Return each line of the records holding the string "multivalue".

Stored items:
# # #

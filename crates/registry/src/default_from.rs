//! Defaults computed by the server from other parameter values.
//!
//! A parameter declaring `default_from_param` gets a [`DefaultFrom`] resolver.
//! Each call is a fresh `command_defaults` round trip; nothing is memoized
//! because the dependency values change between invocations.

use std::{fmt, sync::Arc};

use ipaschema_api::{RemoteApi, RemoteError};
use serde::{Serialize, Serializer, ser::SerializeStruct};
use serde_json::{Map, Value};
use tracing::debug;

/// Hands out default resolvers for the parameters of one command or class.
#[derive(Clone)]
pub struct DefaultSource {
    remote: Arc<dyn RemoteApi>,
    owner: String,
}

impl fmt::Debug for DefaultSource {
    fn fmt(&self, f: &mut fmt::Formatter<'_>) -> fmt::Result {
        f.debug_struct("DefaultSource").field("owner", &self.owner).finish()
    }
}

impl DefaultSource {
    pub fn new(remote: Arc<dyn RemoteApi>, owner: impl Into<String>) -> Self {
        Self {
            remote,
            owner: owner.into(),
        }
    }

    /// Name of the command (or class) defaults are computed for.
    pub fn owner(&self) -> &str {
        &self.owner
    }

    /// Resolver for `param`, fed by the ordered dependency `keys`.
    pub fn resolver(&self, param: &str, keys: Vec<String>) -> DefaultFrom {
        DefaultFrom {
            remote: Arc::clone(&self.remote),
            command: self.owner.clone(),
            param: param.to_string(),
            keys,
        }
    }
}

/// Deferred server-side default for a single parameter.
#[derive(Clone)]
pub struct DefaultFrom {
    remote: Arc<dyn RemoteApi>,
    command: String,
    param: String,
    keys: Vec<String>,
}

impl DefaultFrom {
    /// Stable callback name, `<command>_<param>_default`.
    pub fn name(&self) -> String {
        format!("{}_{}_default", self.command, self.param)
    }

    /// Dependency parameter names, in call order.
    pub fn keys(&self) -> &[String] {
        &self.keys
    }

    pub fn command(&self) -> &str {
        &self.command
    }

    pub fn param(&self) -> &str {
        &self.param
    }

    /// Asks the server for this parameter's default given the dependency
    /// values in [`keys`](Self::keys) order.
    ///
    /// Extra values beyond the number of keys are ignored. Returns `Ok(None)`
    /// when the server has no value for this parameter.
    pub fn call(&self, values: &[Value]) -> Result<Option<Value>, RemoteError> {
        let kw: Map<String, Value> = self.keys.iter().cloned().zip(values.iter().cloned()).collect();
        debug!(command = %self.command, param = %self.param, keys = ?self.keys, "computing default");
        let mut computed = self
            .remote
            .command_defaults(&self.command, std::slice::from_ref(&self.param), &kw)?;
        Ok(computed.remove(&self.param).filter(|value| !value.is_null()))
    }

    /// Like [`call`](Self::call), pulling dependency values out of `known`.
    ///
    /// When any dependency is unknown there is nothing to compute from, so no
    /// request is made and `Ok(None)` is returned.
    pub fn resolve(&self, known: &Map<String, Value>) -> Result<Option<Value>, RemoteError> {
        let mut values = Vec::with_capacity(self.keys.len());
        for key in &self.keys {
            match known.get(key) {
                Some(value) if !value.is_null() => values.push(value.clone()),
                _ => return Ok(None),
            }
        }
        self.call(&values)
    }
}

impl fmt::Debug for DefaultFrom {
    fn fmt(&self, f: &mut fmt::Formatter<'_>) -> fmt::Result {
        f.debug_struct("DefaultFrom")
            .field("name", &self.name())
            .field("keys", &self.keys)
            .finish()
    }
}

/// Two resolvers are equal when they ask for the same thing.
impl PartialEq for DefaultFrom {
    fn eq(&self, other: &Self) -> bool {
        self.command == other.command && self.param == other.param && self.keys == other.keys
    }
}

impl Serialize for DefaultFrom {
    fn serialize<S: Serializer>(&self, serializer: S) -> Result<S::Ok, S::Error> {
        let mut state = serializer.serialize_struct("DefaultFrom", 2)?;
        state.serialize_field("name", &self.name())?;
        state.serialize_field("keys", &self.keys)?;
        state.end()
    }
}
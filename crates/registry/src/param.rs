//! Parameter compiler: one `ParamSpec` in, one configured [`ParameterDescriptor`] out.

use ipaschema_types::ParamSpec;
use serde::Serialize;
use serde_json::Value;
use tracing::debug;

use crate::{
    catalog::{self, BOOL_TYPE, ParamKind, STR_TYPE},
    default_from::{DefaultFrom, DefaultSource},
    error::CompileError,
};

/// A compiled input parameter.
#[derive(Debug, Clone, PartialEq, Serialize)]
pub struct ParameterDescriptor {
    pub name: String,
    pub kind: ParamKind,
    pub required: bool,
    pub multivalue: bool,
    pub no_convert: bool,
    /// Sensitive without being a password kind
    pub sensitive: bool,
    /// Value must be treated as a secret when displayed
    pub password: bool,
    /// Ask for the value twice (password kind only)
    pub confirm: bool,
    /// A default is available without prompting
    pub autofill: bool,
    pub alwaysask: bool,
    /// Converted static default; an array for multivalue parameters
    #[serde(skip_serializing_if = "Option::is_none")]
    pub default: Option<Value>,
    #[serde(skip_serializing_if = "Option::is_none")]
    pub default_from: Option<DefaultFrom>,
    #[serde(skip_serializing_if = "Option::is_none")]
    pub cli_name: Option<String>,
    #[serde(skip_serializing_if = "Option::is_none")]
    pub cli_metavar: Option<String>,
    #[serde(skip_serializing_if = "Option::is_none")]
    pub option_group: Option<String>,
    #[serde(skip_serializing_if = "Option::is_none")]
    pub include: Option<Vec<String>>,
    #[serde(skip_serializing_if = "Option::is_none")]
    pub exclude: Option<Vec<String>>,
    #[serde(skip_serializing_if = "Option::is_none")]
    pub doc: Option<String>,
    #[serde(skip_serializing_if = "Option::is_none")]
    pub label: Option<String>,
}

impl ParameterDescriptor {
    /// Whether the parameter is offered in `context` (e.g. `"cli"`).
    ///
    /// An `include` list wins over `exclude`; with neither, every context
    /// sees the parameter.
    pub fn use_in_context(&self, context: &str) -> bool {
        if let Some(include) = &self.include {
            return include.iter().any(|c| c == context);
        }
        if let Some(exclude) = &self.exclude {
            return !exclude.iter().any(|c| c == context);
        }
        true
    }

    /// Marks the value as secret regardless of kind.
    fn mark_password(&mut self) {
        self.password = true;
    }

    /// Converts a caller-supplied value, honouring `no_convert` and
    /// `multivalue`.
    pub fn convert(&self, raw: &Value) -> Result<Value, crate::error::ConversionError> {
        if self.no_convert {
            return Ok(raw.clone());
        }
        match raw {
            Value::Array(items) if self.multivalue => items
                .iter()
                .map(|item| self.kind.convert_scalar(item))
                .collect::<Result<Vec<_>, _>>()
                .map(Value::Array),
            _ if self.multivalue => Ok(Value::Array(vec![self.kind.convert_scalar(raw)?])),
            _ => self.kind.convert_scalar(raw),
        }
    }
}

/// Compiles one parameter spec.
///
/// Kind selection, first match wins:
/// 1. `str` + `sensitive` selects [`ParamKind::Password`]
/// 2. `bool` with a default of exactly `["False"]` selects [`ParamKind::Flag`]
///    and drops the default
/// 3. the catalog entry for the type, or [`ParamKind::Str`]
pub fn compile_param(source: &DefaultSource, spec: &ParamSpec) -> Result<ParameterDescriptor, CompileError> {
    let missing = |field: &str| CompileError::MissingField {
        entity: source.owner().to_string(),
        field: format!("params.{}.{field}", spec.name.as_deref().unwrap_or("?")),
    };
    let name = spec.name.clone().ok_or_else(|| missing("name"))?;
    let type_name = spec.r#type.as_deref().ok_or_else(|| missing("type"))?;

    let mut sensitive = spec.sensitive;
    let mut raw_default = spec.default.as_deref();
    let kind = if type_name == STR_TYPE && sensitive {
        sensitive = false;
        ParamKind::Password
    } else if type_name == BOOL_TYPE && raw_default.is_some_and(is_false_default) {
        raw_default = None;
        ParamKind::Flag
    } else {
        catalog::param_kind_or_str(type_name)
    };

    let mut descriptor = ParameterDescriptor {
        name,
        kind,
        required: spec.required.unwrap_or(true),
        multivalue: spec.multivalue,
        no_convert: spec.no_convert,
        sensitive,
        password: kind == ParamKind::Password,
        confirm: kind == ParamKind::Password && spec.confirm.unwrap_or(true),
        autofill: false,
        alwaysask: spec.alwaysask,
        default: None,
        default_from: None,
        cli_name: spec.cli_name.clone(),
        cli_metavar: spec.cli_metavar.clone(),
        option_group: spec.option_group.clone(),
        include: spec.include.clone(),
        exclude: spec.exclude.clone(),
        doc: spec.doc.clone(),
        label: spec.label.clone(),
    };

    if let Some(raw) = raw_default {
        descriptor.default = convert_default(kind, descriptor.multivalue, raw).map_err(|source_error| CompileError::InvalidDefault {
            entity: source.owner().to_string(),
            param: descriptor.name.clone(),
            source: source_error,
        })?;
    }

    if let Some(keys) = &spec.default_from_param {
        descriptor.default_from = Some(source.resolver(&descriptor.name, keys.clone()));
    }

    if descriptor.default.is_some() || descriptor.default_from.is_some() {
        descriptor.autofill = !spec.alwaysask;
    }

    if sensitive {
        descriptor.mark_password();
    }

    debug!(
        owner = %source.owner(),
        param = %descriptor.name,
        kind = ?descriptor.kind,
        autofill = descriptor.autofill,
        "compiled parameter"
    );
    Ok(descriptor)
}

fn is_false_default(raw: &[Value]) -> bool {
    matches!(raw, [Value::String(s)] if s == "False")
}

/// Applies the kind's scalar conversion to a raw schema default.
///
/// Conversion is applied even when the parameter is `no_convert`. An empty
/// list on a single-valued parameter means no default.
fn convert_default(kind: ParamKind, multivalue: bool, raw: &[Value]) -> Result<Option<Value>, crate::error::ConversionError> {
    if multivalue {
        let converted = raw.iter().map(|item| kind.convert_scalar(item)).collect::<Result<Vec<_>, _>>()?;
        return Ok(Some(Value::Array(converted)));
    }
    raw.first().map(|first| kind.convert_scalar(first)).transpose()
}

# # #

• ANSWER SECTION
    pub multivalue: bool,
    /// Converted static default; an array for multivalue parameters
    /// `multivalue`.
            Value::Array(items) if self.multivalue => items
            _ if self.multivalue => Ok(Value::Array(vec![self.kind.convert_scalar(raw)?])),
        multivalue: spec.multivalue,
        descriptor.default = convert_default(kind, descriptor.multivalue, raw).map_err(|source_error| CompileError::InvalidDefault {
fn convert_default(kind: ParamKind, multivalue: bool, raw: &[Value]) -> Result<Option<Value>, crate::error::ConversionError> {
    if multivalue {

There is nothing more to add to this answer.